Even worse, if your sanity hits zero you’re knocked out for the day with an all-new phobia for your trouble. After being afflicted with rheumatism, Agnes spent much of our playthrough unable to sprint; Eduardo became claustrophobic and refused to hide in cupboards. With our options constricted, more mishap awaits.
The Stone of Madness’s day-night cycle creates a sense of an ongoing escape plot. By night you plan, craft makeshift tools, heal your wounds, and soothe your fractured minds. By day, the clock ticking, you act. It’s a partial reset, an opportunity to reconfigure your party and equipment almost befitting a roguelite. With no objective timer, the situation is dire but the pressure is low. Messed up? Try again tomorrow.
This forgiving attitude is why you won’t find a manual save system, or a game over failstate, in a commendable bid to solve stealth tactics’ longstanding reliance on save-scumming. But we did find ourselves quitting and reloading saves as a result of the game’s biggest issue: its intimidating difficulty.
When the game takes the guardrails off, our most devious plots weren’t always matched by the ability to find a path forward, or execute our plan once we’d found a way forward.
The information breadcrumbs towards your objective sometimes feel obscure, too easily missed - even with hints turned on we struggled with one quest to collect several mandrakes with frustratingly elusive solutions. And the monastery’s subterranean crypts, stately cloisters, and winding passages make for dramatic levels, but at the cost of narrowing the open space to avoid line of sight or find refuge in the shadows.
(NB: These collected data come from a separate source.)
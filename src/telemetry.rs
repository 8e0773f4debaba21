// Ultralytics 🚀 AGPL-3.0 License - https://ultralytics.com/license

//! 日志初始化: 全部写到 stderr, stdout 只留给事件协议

use tracing_subscriber::{fmt, prelude::*, EnvFilter};

/// 安装全局 subscriber (RUST_LOG, 默认 info)。重复调用无副作用。
pub fn init() {
    let filter = EnvFilter::try_from_default_env().unwrap_or_else(|_| EnvFilter::new("info"));
    let _ = tracing_subscriber::registry()
        .with(filter)
        .with(
            fmt::layer()
                .with_writer(std::io::stderr)
                .with_target(false),
        )
        .try_init();
}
When guard patrols and formidable special characters are at large in forbidden areas, challenges like carrying a single plank of wood to create a makeshift bridge to reach the abbot’s quarters feel near impossible.
These wouldn’t be an issue without an unintended consequence of the day-night cycle. On normal difficulty, when things get bad, or you take too long to advance, it takes time to recover when resources dwindle. On several occasions, our suspicious misdeeds left heightened guard patrols wherever we needed to break in, our psyches so fragile just one fright left us bedridden. Accident befell us all too easily.
More unhappy accidents. We noticed some performance issues, including frame-rate slowdown in crowded scenes and, in docked mode, the game’s impeccable art style was held back by blurry textures. There were a number of glitches in our playthrough, too. Troublingly, an introduction to a pianist froze the game entirely, forcing a restart to a save that the game told us was from several hours before! Fortunately, it had miscounted - one of a number of glitches we encountered in our time with the game.
We also missed quality-of-life features and some recent genre innovations. No AI commands or options to pause and queue actions by multiple characters simultaneously like Shadow Mode from Shadow Tactics. Instead, outside of an imperfect follow/unfollow command that resets when you go to a new area, you tab between characters and do it all manually.
This busywork spoils the remarkable heist fantasy achieved in so many other ways, and creates too many windows for guards or phobias to strike. As Alfredo may utter in one of his guard-distracting sermons, the spirit is willing but the flesh (or at least our thumbs’ reflexes) is weak.
Conclusion
For all its sins, there’s the makings of a stealth-tactics classic in The Stone of Madness. Its grisly sensibility, rock-hard difficulty, and inconvenient bugs at launch mean it’s not a game for the weak-hearted, but 20+ hours with its rich, system-driven drama produced many delightful escapades worth admiring - even if a good number ended with us back in our cell miserably plotting our next attempt.